Sometimes one just has to get
lucky. An alpine meadow at Aspen turns out to be a former lake that acted as a
capture trap for an unending series of local fauna in the same manner as the la
Brea . This dates 50,000 to 100,000 years older and
will fill in a lot of Pleistocene data.
I suspect other portions of the
site can be also excavated at a more leisurely pace once the reservoir is
established. In the event, huge
inventories of specimens have been acquired, to inform us for decades to come.
I have just returned from Drumhiller
and the premier museum in Western Canada which
has gone from a dinosaur dig in the badlands to one of the premier global
collections and now a major center of paleontology. It collects from sites all over western Canada and is
the go to place for new discoveries.
The collection is a must see and I
was impressed to see so many lined up to pay admission on a Monday morning. More amusing it appears that a local sculptor
in fiber glass has sustained himself by producing a great many local dinosaur
models for just about every business in town.

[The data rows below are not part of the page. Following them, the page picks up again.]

//! Utilities for decoding from and encoding into bytes.
//!
//! This module defines the (de)serialization traits [`ToBytes`] and [`FromBytes`], as well as the
//! helper structs [`ByteWriter`] and [`ByteReader`], which wrap a `&mut [u8]` or `&[u8]` and offer
//! useful utilities to read and write values.
//!
//! All types that end up on the air or on the wire to the radio implement [`ToBytes`] and
//! [`FromBytes`]: the GAIA envelope and its payloads, AX.25 frames, and the records the station
//! persists. The GAIA protocol is big-endian while a few embedded payloads are little-endian, so
//! both byte orders are offered.
//!
//! [`ToBytes`]: trait.ToBytes.html
//! [`FromBytes`]: trait.FromBytes.html
//! [`ByteWriter`]: struct.ByteWriter.html
//! [`ByteReader`]: struct.ByteReader.html

use crate::Error;
use byteorder::{BigEndian, ByteOrder, LittleEndian};
use core::mem;
use zerocopy::LayoutVerified;

/// Wrapper around a byte slice that can be used to encode data into bytes.
///
/// All `write_*` methods on this type will return `Error::Eof` when the underlying buffer slice is
/// full.
pub struct ByteWriter<'a>(&'a mut [u8]);

impl<'a> ByteWriter<'a> {
    /// Creates a writer that will write to `buf`.
    pub fn new(buf: &'a mut [u8]) -> Self {
        ByteWriter(buf)
    }

    /// Consumes `self` and returns the part of the contained buffer that has not yet been written
    /// to.
    pub fn into_rest(self) -> &'a mut [u8] {
        self.0
    }

    /// Skips the given number of bytes in the output data without writing anything there.
    ///
    /// This is a potentially dangerous operation that should only be used when necessary (eg. when
    /// the skipped data will be filled in by other code). If the skipped bytes are *not* written,
    /// they will probably contain garbage data from an earlier use of the underlying buffer.
    pub fn skip(&mut self, bytes: usize) -> Result<(), Error> {
        if self.space_left() < bytes {
            Err(Error::Eof)
        } else {
            let this = mem::replace(&mut self.0, &mut []);
            self.0 = &mut this[bytes..];
            Ok(())
        }
    }

    /// Splits off the next byte in the buffer, allowing its value to be filled in later.
    pub fn split_next_mut(&mut self) -> Option<&'a mut u8> {
        let this = mem::replace(&mut self.0, &mut []);
        // Slight contortion to please the borrow checker:
        if this.is_empty() {
            self.0 = this;
            None
        } else {
            let (first, rest) = this.split_first_mut().unwrap();
            self.0 = rest;
            Some(first)
        }
    }

    /// Returns the number of bytes that can be written to `self` until it is full.
    pub fn space_left(&self) -> usize {
        self.0.len()
    }

    /// Writes all bytes from `other` to `self`.
    ///
    /// Returns `Error::Eof` when `self` does not have enough space left to fit `other`. In that
    /// case, `self` will not be modified.
    pub fn write_slice(&mut self, other: &[u8]) -> Result<(), Error> {
        if self.space_left() < other.len() {
            Err(Error::Eof)
        } else {
            self.0[..other.len()].copy_from_slice(other);
            let this = mem::replace(&mut self.0, &mut []);
            self.0 = &mut this[other.len()..];
            Ok(())
        }
    }

    /// Writes a single byte to `self`.
    ///
    /// Returns `Error::Eof` when no space is left.
    pub fn write_u8(&mut self, byte: u8) -> Result<(), Error> {
        let first = self.split_next_mut().ok_or(Error::Eof)?;
        *first = byte;
        Ok(())
    }

    /// Writes a `u16` to `self`, using Big Endian byte order.
    pub fn write_u16_be(&mut self, value: u16) -> Result<(), Error> {
        let mut buf = [0; 2];
        BigEndian::write_u16(&mut buf, value);
        self.write_slice(&buf)
    }

    /// Writes a `u32` to `self`, using Big Endian byte order.
    pub fn write_u32_be(&mut self, value: u32) -> Result<(), Error> {
        let mut buf = [0; 4];
        BigEndian::write_u32(&mut buf, value);
        self.write_slice(&buf)
    }

    /// Writes a `u16` to `self`, using Little Endian byte order.
    pub fn write_u16_le(&mut self, value: u16) -> Result<(), Error> {
        let mut buf = [0; 2];
        LittleEndian::write_u16(&mut buf, value);
        self.write_slice(&buf)
    }

    /// Writes a `u32` to `self`, using Little Endian byte order.
    pub fn write_u32_le(&mut self, value: u32) -> Result<(), Error> {
        let mut buf = [0; 4];
        LittleEndian::write_u32(&mut buf, value);
        self.write_slice(&buf)
    }

    /// Writes a value to the stream by transmuting it to bytes.
    pub fn write_obj<T: zerocopy::AsBytes>(&mut self, obj: &T) -> Result<(), Error> {
        self.write_slice(obj.as_bytes())
    }
}

/// Allows reading values from a borrowed byte slice.
pub struct ByteReader<'a>(&'a [u8]);

impl<'a> ByteReader<'a> {
    /// Creates a new `ByteReader` that will read from the given byte slice.
    pub fn new(bytes: &'a [u8]) -> Self {
        ByteReader(bytes)
    }

    /// Returns a reference to the raw bytes in `self`, without advancing `self` or reading any
    /// data.
    pub fn as_raw_bytes(&self) -> &'a [u8] {
        self.0
    }

    /// Consumes `self` and returns the part of the contained buffer that has not yet been read
    /// from.
    pub fn into_rest(self) -> &'a [u8] {
        self.0
    }

    /// Skips the given number of bytes in the input data without inspecting them.
    pub fn skip(&mut self, bytes: usize) -> Result<(), Error> {
        if self.bytes_left() < bytes {
            Err(Error::Eof)
        } else {
            self.0 = &self.0[bytes..];
            Ok(())
        }
    }

    /// Creates and returns another `ByteReader` that will read from the next `len` Bytes in the
    /// buffer.
    ///
    /// `self` will be modified to point after the split-off bytes, and will continue reading from
    /// there.
    #[must_use = "data from ByteReader will be ignored if not used (use skip() if this is intended)"]
    pub fn split_off(&mut self, len: usize) -> Result<Self, Error> {
        if self.bytes_left() < len {
            Err(Error::Eof)
        } else {
            let (head, tail) = (&self.0[..len], &self.0[len..]);
            self.0 = tail;
            Ok(ByteReader::new(head))
        }
    }

    /// Returns the number of bytes that can still be read from `self`.
    pub fn bytes_left(&self) -> usize {
        self.0.len()
    }

    /// Returns whether `self` is at the end of the underlying buffer (EOF).
    pub fn is_empty(&self) -> bool {
        self.0.is_empty()
    }

    /// Reads a `zerocopy`-supported object from the stream by transmuting an appropriate number of
    /// bytes.
    pub fn read_obj<T: zerocopy::FromBytes + zerocopy::Unaligned>(
        &mut self,
    ) -> Result<&'a T, Error> {
        let (obj, rest): (LayoutVerified<&'a [u8], T>, _) =
            zerocopy::LayoutVerified::new_unaligned_from_prefix(self.0).ok_or(Error::Eof)?;
        self.0 = rest;
        Ok(obj.into_ref())
    }

    /// Reads a byte slice of length `len` from `self`.
    ///
    /// If `self` contains less than `len` bytes, `Error::Eof` will be returned and `self` will not
    /// be modified.
    pub fn read_slice(&mut self, len: usize) -> Result<&'a [u8], Error> {
        if self.bytes_left() < len {
            Err(Error::Eof)
        } else {
            let slice = &self.0[..len];
            self.0 = &self.0[len..];
            Ok(slice)
        }
    }

    /// Reads a byte-array-like type `S` from `self`.
    ///
    /// `S` must implement `Default` and `AsMut<[u8]>`, which allows using small arrays as well as
    /// datastructures from `alloc` (eg. `Box<[u8]>` or `Vec<u8>`).
    pub fn read_array<S>(&mut self) -> Result<S, Error>
    where
        S: Default + AsMut<[u8]>,
    {
        let mut buf = S::default();
        let slice = buf.as_mut();
        if self.bytes_left() < slice.len() {
            return Err(Error::Eof);
        }

        slice.copy_from_slice(&self.0[..slice.len()]);
        self.0 = &self.0[slice.len()..];
        Ok(buf)
    }

    /// Reads the remaining bytes from `self`.
    pub fn read_rest(&mut self) -> &'a [u8] {
        let rest = self.0;
        self.0 = &[];
        rest
    }

    /// Reads a single byte from `self`.
    ///
    /// Returns `Error::Eof` when `self` is empty.
    pub fn read_u8(&mut self) -> Result<u8, Error> {
        Ok(self.read_array::<[u8; 1]>()?[0])
    }

    /// Reads a `u16` from `self`, using Big Endian byte order.
    pub fn read_u16_be(&mut self) -> Result<u16, Error> {
        Ok(BigEndian::read_u16(self.read_slice(2)?))
    }

    /// Reads a `u32` from `self`, using Big Endian byte order.
    pub fn read_u32_be(&mut self) -> Result<u32, Error> {
        Ok(BigEndian::read_u32(self.read_slice(4)?))
    }

    /// Reads a `u16` from `self`, using Little Endian byte order.
    pub fn read_u16_le(&mut self) -> Result<u16, Error> {
        Ok(LittleEndian::read_u16(self.read_slice(2)?))
    }

    /// Reads a `u32` from `self`, using Little Endian byte order.
    pub fn read_u32_le(&mut self) -> Result<u32, Error> {
        Ok(LittleEndian::read_u32(self.read_slice(4)?))
    }
}

/// Trait for encoding a value into a byte buffer.
pub trait ToBytes {
    /// Converts `self` to bytes and writes them into `writer`, advancing `writer` to point past the
    /// encoded value.
    ///
    /// If `writer` does not contain enough space, an error will be returned and the state of the
    /// buffer is unspecified (eg. `self` may be partially written into `writer`).
    fn to_bytes(&self, writer: &mut ByteWriter<'_>) -> Result<(), Error>;
}

/// Trait for decoding values from a byte slice.
pub trait FromBytes<'a>: Sized {
    /// Decode a `Self` from a byte slice, advancing `bytes` to point past the data that was read.
    ///
    /// If `bytes` contains data not valid for the target type, or contains an insufficient number
    /// of bytes, an error will be returned and the state of `bytes` is unspecified (it can point to
    /// arbitrary data).
    fn from_bytes(bytes: &mut ByteReader<'a>) -> Result<Self, Error>;
}

/// Encodes a value into a freshly allocated buffer of (at most) `cap` bytes.
///
/// Convenience for callers that assemble frames into heap-allocated packets before handing them to
/// the TNC queue.
pub fn encode_to_vec<T: ToBytes>(value: &T, cap: usize) -> Result<alloc::vec::Vec<u8>, Error> {
    let mut buf = alloc::vec![0; cap];
    let mut writer = ByteWriter::new(&mut buf);
    value.to_bytes(&mut writer)?;
    let left = writer.space_left();
    let used = buf.len() - left;
    buf.truncate(used);
    Ok(buf)
}

#[cfg(test)]
mod tests {
    use super::*;

    #[test]
    fn writer_eof() {
        let mut buf = [0; 2];
        let mut w = ByteWriter::new(&mut buf);
        w.write_u8(0xAB).unwrap();
        assert_eq!(w.write_u16_be(0x1234), Err(Error::Eof));
        w.write_u8(0xCD).unwrap();
        assert_eq!(w.write_u8(0), Err(Error::Eof));
        assert_eq!(buf, [0xAB, 0xCD]);
    }

    #[test]
    fn endianness() {
        let mut buf = [0; 8];
        {
            let mut w = ByteWriter::new(&mut buf);
            w.write_u16_be(0x0102).unwrap();
            w.write_u16_le(0x0102).unwrap();
            w.write_u32_be(0x0A0B0C0D).unwrap();
        }
        assert_eq!(buf, [0x01, 0x02, 0x02, 0x01, 0x0A, 0x0B, 0x0C, 0x0D]);

        let mut r = ByteReader::new(&buf);
        assert_eq!(r.read_u16_be().unwrap(), 0x0102);
        assert_eq!(r.read_u16_le().unwrap(), 0x0102);
        assert_eq!(r.read_u32_be().unwrap(), 0x0A0B0C0D);
        assert!(r.is_empty());
    }

    #[test]
    fn reader_split() {
        let data = [1, 2, 3, 4, 5];
        let mut r = ByteReader::new(&data);
        let head = r.split_off(2).unwrap();
        assert_eq!(head.into_rest(), &[1, 2]);
        assert_eq!(r.read_rest(), &[3, 4, 5]);
    }
}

Pleistocene Treasures, at a Breakneck Pace
Published: July 4, 2011
More than 130,000 years ago in the chilled depths of the Illinoian ice
age, an errant glacier left a hole atop a 9,000-foot-high ridge near what would
become the town of Aspen in the central Colorado Rockies. The depression filled
with snowmelt, and for tens of thousands of years, the little lake attracted
the giants of the Pleistocene — mammoths, mastodons, ground sloths half again
the size of grizzly bears, supersize bison, camels and horses — that came to
drink, and in many cases to die, in the high alpine mud.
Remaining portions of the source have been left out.